Pranala.co, SAMARINDA – Pemerintah Provinsi Kalimantan Timur (Kaltim) berpacu dengan waktu menghadapi persoalan krusial: gunungan sampah yang kian tak terkendali. Hingga kini, hanya 42,53 persen sampah di Kaltim yang berhasil dikelola dengan baik.
Artinya, lebih dari separuh atau sekira 57,47 persen sisanya masih menjadi timbunan yang membebani lingkungan. Masalah ini bukan hanya persoalan estetika kota, tapi sudah menyentuh isu lingkungan dan kesehatan masyarakat.
Kepala Dinas Lingkungan Hidup (DLH) Kaltim, Anwar Sanusi, mengungkapkan data terbaru dari Sistem Informasi Pengelolaan Sampah Nasional (SIPSN). Hasilnya cukup mencengangkan: 851.605,52 ton sampah dihasilkan setiap tahun di Kaltim.
Dari jumlah tersebut: 16,37 persen berhasil dikurangi, 66,06 persen ditangani. Namun sebagian besar masih di TPA dengan sistem pembuangan terbuka.
"Padahal TPA terbuka tidak diakui sebagai bentuk penanganan yang optimal. Ini jadi tamparan bagi kita semua," tegas Anwar, Minggu (8/6).
Dari 15 TPA yang tersebar di Kaltim, enam di antaranya masih menggunakan sistem terbuka. Cara ini dianggap sudah ketinggalan zaman dan berdampak buruk terhadap lingkungan sekitar.
DLH Kaltim pun mulai menggulirkan Strategi Akselerasi Penuntasan Pengelolaan Sampah. Mereka bekerja sama dengan Pusat Pengendalian Dampak Lingkungan Hidup (PPDLH) dan Balai Prasarana dan Permukiman Wilayah Kaltim untuk merumuskan solusi jangka panjang.
Sebagai bentuk keseriusan, DLH Kaltim menggelar kunjungan lapangan ke sejumlah fasilitas modern: TPAS Manggar di Balikpapan; Pusat Daur Ulang ITF Daksa; TPST 1 di Ibu Kota Nusantara (IKN).

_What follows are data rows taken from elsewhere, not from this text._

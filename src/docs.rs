// src/docs.rs

use utoipa::openapi::security::{Http, HttpAuthScheme, SecurityScheme};
use utoipa::OpenApi;

use crate::handlers;
use crate::models;

#[derive(OpenApi)]
#[openapi(
    paths(
        // --- Auth ---
        handlers::auth::register,
        handlers::auth::login,

        // --- Users ---
        handlers::auth::get_me,

        // --- Medicines ---
        handlers::medicines::list_medicines,
        handlers::medicines::create_medicine,
        handlers::medicines::get_medicine,
        handlers::medicines::update_medicine,
        handlers::medicines::delete_medicine,

        // --- Stock ---
        handlers::medicines::receive_stock,
        handlers::medicines::sell_medicine,
        handlers::stock::adjust_stock,

        // --- Dashboard / Alerts ---
        handlers::reports::get_dashboard,
        handlers::reports::get_alerts,
        handlers::reports::get_low_stock,

        // --- Expired ---
        handlers::reports::get_expired,
        handlers::reports::sweep_expired,

        // --- History ---
        handlers::reports::list_transactions,
        handlers::reports::list_sales,
    ),
    components(
        schemas(
            // --- Auth ---
            models::auth::User,
            models::auth::RegisterUserPayload,
            models::auth::LoginUserPayload,
            models::auth::AuthResponse,

            // --- Medicines ---
            models::medicine::MedicineCategory,
            models::medicine::MedicineStatus,
            models::medicine::Medicine,
            models::medicine::MedicineView,
            models::medicine::MedicineDetail,

            // --- Ledger ---
            models::ledger::TransactionType,
            models::ledger::Transaction,
            models::ledger::Sale,
            models::ledger::TransactionEntry,
            models::ledger::SaleEntry,
            models::ledger::StockChange,
            models::ledger::SaleReceipt,
            models::ledger::StockAdjustment,

            // --- Expired / Dashboard ---
            models::expiry::ExpiredMedicine,
            models::expiry::ExpiredReport,
            models::expiry::SweepResult,
            models::dashboard::DashboardSummary,
            models::dashboard::DashboardView,
            models::dashboard::AlertsView,

            // --- Payloads ---
            handlers::medicines::MedicinePayload,
            handlers::medicines::ReceiveStockPayload,
            handlers::medicines::SellPayload,
            handlers::stock::AdjustStockPayload,
        )
    ),
    tags(
        (name = "Auth", description = "Autenticação e Registro"),
        (name = "Users", description = "Dados do Usuário"),
        (name = "Medicines", description = "Cadastro de Medicamentos"),
        (name = "Stock", description = "Entradas, Vendas e Ajustes de Estoque"),
        (name = "Dashboard", description = "Indicadores do Painel"),
        (name = "Alerts", description = "Vencimentos Próximos e Estoque Baixo"),
        (name = "Expired", description = "Registro de Medicamentos Vencidos"),
        (name = "History", description = "Histórico de Movimentações e Vendas")
    ),
    modifiers(&SecurityAddon)
)]
pub struct ApiDoc;

struct SecurityAddon;

impl utoipa::Modify for SecurityAddon {
    fn modify(&self, openapi: &mut utoipa::openapi::OpenApi) {
        let components = openapi.components.get_or_insert_with(Default::default);
        components.add_security_scheme("api_jwt", SecurityScheme::Http(Http::new(HttpAuthScheme::Bearer)));
    }
}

Tujuannya: mempelajari sistem pemilahan, daur ulang, hingga proses akhir yang lebih efisien dan ramah lingkungan.
Kota Samarinda, sebagai ibu kota provinsi, menjadi cermin persoalan besar ini. Produksi sampah meningkat tajam selama tiga tahun terakhir: 2022: 824.168 meter kubik; 2023: 841.286 meter kubik; 2024: 868.085 meter kubik
Meski pengelolaan meningkat, volume yang tak tertangani masih jadi tantangan. Namun kabar baiknya, jumlah sampah yang tidak terangkut menurun drastis; Dari 163.653,81 meter kubik (2022) jadi hanya 6.359,80 meter kubik (2024).
Penurunan ini menandakan adanya efisiensi kinerja armada dan sistem pengangkutan sampah yang mulai membaik.
Dengan fakta-fakta ini, DLH Kaltim mendorong pemerintah daerah untuk segera mentransformasi sistem pengelolaan sampah. Perlu inovasi, pembenahan infrastruktur, dan keterlibatan aktif masyarakat.
"Ini momentum penting untuk membenahi sistem kita. Lingkungan bersih bukan pilihan, tapi keharusan," tutup Anwar Sanusi. [DIAS]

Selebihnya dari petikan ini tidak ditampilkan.